Budget de l’Etat 2010
Le projet de budget 2010, déposé à la Chambre des Députés le 29 septembre 2009, est le premier projet de la nouvelle législature. Il s’agit du deuxième projet de budget de crise d’affilée dans la mesure où il se caractérise par la poursuite de la politique anti-cyclique entamée par le budget de l’Etat relatif à l’exercice 2009.
De ce fait, les dépenses de l’Administration centrale continueront de progresser (+9,2% entre 2008 et 2009; + 5,9% entre 2009 et 2010), alors que les recettes poursuivront une tendance inverse (-4,0% entre 2008 et 2009, -0,8% entre 2009 et 2010), la conséquence étant le creusement du déficit budgétaire de l’Administration centrale, lequel passe de 89,9 millions EUR en 2008 à 1,49 milliards EUR en 2009 pour atteindre prévisiblement 2,26 milliards EUR en 2010, ce qui correspond à un besoin de financement de l’ordre 6,2% par rapport au PIB. Au niveau de l’Administration publique au sens large1 le déficit passera de 2,3% à 4,4% du PIB entre 2009 et 2010, en violation de la limite de 3% prévue par le Pacte de stabilité et de croissance européen. La dette publique atteindra quelque 19,8% du PIB fin 2010 (15,9% fin 2009).

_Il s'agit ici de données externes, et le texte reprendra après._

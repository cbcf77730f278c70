//! Conversion between uploaded files and the base64 payloads exchanged with
//! the generation service.
//!
//! Payloads are opaque to the rest of the crate. The only things ever
//! inspected here are the magic bytes (to detect a media type) and the image
//! header (to report natural dimensions for the viewer).

use std::fmt;
use std::io::Cursor;
use std::path::Path;
use std::sync::Arc;

use base64::engine::general_purpose::STANDARD as BASE64;
use base64::Engine as _;
use tracing::debug;

use crate::consts::{MAX_UPLOAD_BYTES, SUPPORTED_MEDIA_TYPES};
use crate::error::{MockupError, Result};
use crate::viewport::Size;

/// Base64 text of an image, shared cheaply between snapshots.
#[derive(Clone, PartialEq, Eq, Hash)]
pub struct EncodedImage(Arc<str>);

impl EncodedImage {
    pub fn new(payload: impl Into<Arc<str>>) -> Self {
        Self(payload.into())
    }

    pub fn encode(bytes: &[u8]) -> Self {
        Self(BASE64.encode(bytes).into())
    }

    pub fn as_str(&self) -> &str {
        &self.0
    }

    pub fn len(&self) -> usize {
        self.0.len()
    }

    pub fn is_empty(&self) -> bool {
        self.0.is_empty()
    }

    pub fn decode(&self) -> Result<Vec<u8>> {
        decode_payload(&self.0)
    }
}

// Payloads are megabytes of base64; keep them out of debug output.
impl fmt::Debug for EncodedImage {
    fn fmt(&self, f: &mut fmt::Formatter<'_>) -> fmt::Result {
        write!(f, "EncodedImage({} bytes)", self.0.len())
    }
}

impl From<&str> for EncodedImage {
    fn from(s: &str) -> Self {
        Self::new(s)
    }
}

impl From<String> for EncodedImage {
    fn from(s: String) -> Self {
        Self::new(s)
    }
}

/// A product photo ready to be sent with every generation request.
#[derive(Clone, Debug, PartialEq, Eq)]
pub struct SourceImage {
    pub payload: EncodedImage,
    pub media_type: String,
    pub name: String,
}

/// Encode an uploaded file.
///
/// The media type is sniffed from the content; the filename extension is only
/// consulted when the content is not recognised.
pub fn encode_upload(bytes: &[u8], filename: &str) -> Result<SourceImage> {
    if bytes.is_empty() {
        return Err(MockupError::Decode(format!("{filename} is empty")));
    }
    if bytes.len() > MAX_UPLOAD_BYTES {
        return Err(MockupError::Decode(format!(
            "{filename} is {} bytes, limit is {MAX_UPLOAD_BYTES}",
            bytes.len()
        )));
    }

    let media_type = detect_media_type(bytes, filename)?;
    debug!(filename, media_type, size = bytes.len(), "Encoded upload");

    Ok(SourceImage {
        payload: EncodedImage::encode(bytes),
        media_type: media_type.to_string(),
        name: filename.to_string(),
    })
}

/// Read and encode an image file from disk.
pub fn load_file(path: &Path) -> Result<SourceImage> {
    let bytes = std::fs::read(path)?;
    let name = path
        .file_name()
        .map(|n| n.to_string_lossy().into_owned())
        .unwrap_or_else(|| path.display().to_string());
    encode_upload(&bytes, &name)
}

fn detect_media_type(bytes: &[u8], filename: &str) -> Result<&'static str> {
    let media_type = match infer::get(bytes) {
        Some(kind) if kind.matcher_type() == infer::MatcherType::Image => kind.mime_type(),
        Some(kind) => {
            return Err(MockupError::Decode(format!(
                "{filename} is not an image ({})",
                kind.mime_type()
            )))
        }
        None => media_type_for_name(filename).ok_or_else(|| {
            MockupError::Decode(format!("{filename} is not a recognised image"))
        })?,
    };

    if !SUPPORTED_MEDIA_TYPES.contains(&media_type) {
        return Err(MockupError::Decode(format!(
            "{filename} has unsupported type {media_type} (expected PNG, JPEG or WEBP)"
        )));
    }
    Ok(media_type)
}

/// Media type implied by a filename extension.
pub fn media_type_for_name(filename: &str) -> Option<&'static str> {
    let ext = Path::new(filename).extension()?.to_str()?.to_lowercase();
    match ext.as_str() {
        "png" => Some("image/png"),
        "jpg" | "jpeg" => Some("image/jpeg"),
        "webp" => Some("image/webp"),
        "gif" => Some("image/gif"),
        _ => None,
    }
}

pub fn decode_payload(payload: &str) -> Result<Vec<u8>> {
    BASE64
        .decode(payload.trim())
        .map_err(|e| MockupError::Decode(format!("invalid base64 payload: {e}")))
}

/// File extension for decoded image bytes, `png` when unrecognised.
pub fn extension_for(bytes: &[u8]) -> &'static str {
    infer::get(bytes)
        .filter(|kind| kind.matcher_type() == infer::MatcherType::Image)
        .map(|kind| kind.extension())
        .unwrap_or("png")
}

/// Pixel dimensions of an encoded image, read from its header only.
pub fn natural_size(image: &EncodedImage) -> Result<Size> {
    let bytes = image.decode()?;
    let (width, height) = image::ImageReader::new(Cursor::new(bytes))
        .with_guessed_format()?
        .into_dimensions()
        .map_err(|e| MockupError::Decode(e.to_string()))?;
    Ok(Size::new(width as f32, height as f32))
}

1. Les questions ouvertes face à des problèmes structurels connus
Le projet de budget 2010 ne propose pas de solutions pour tourner les défis en opportunités, ne s’attaque pas aux problèmes structurels (cf. le dernier « Bilan de Compétitivité »2), et reporte ces derniers à l’exercice suivant, ce qui risque de les aggraver. On aurait pu s’attendre, de la part du Gouvernement sorti des élections du 7 juin 2009, à un budget plus responsable en ce qui concerne le freinage de la progression des dépenses courantes et de consommation. En ce sens, douze mois de dérapage des dépenses courantes et d’immobilisme face aux réformes nécessaires constituent un danger face à une situation inquiétante. Les mesures d’économies à adopter sont inévitables et seront d’autant plus douloureuses que le temps passe. Ces mesures sont nécessaires et urgentes, puisque même sous l’hypothèse peu probable d’un retournement conjoncturel rapide et soutenu, elles restent inévitables.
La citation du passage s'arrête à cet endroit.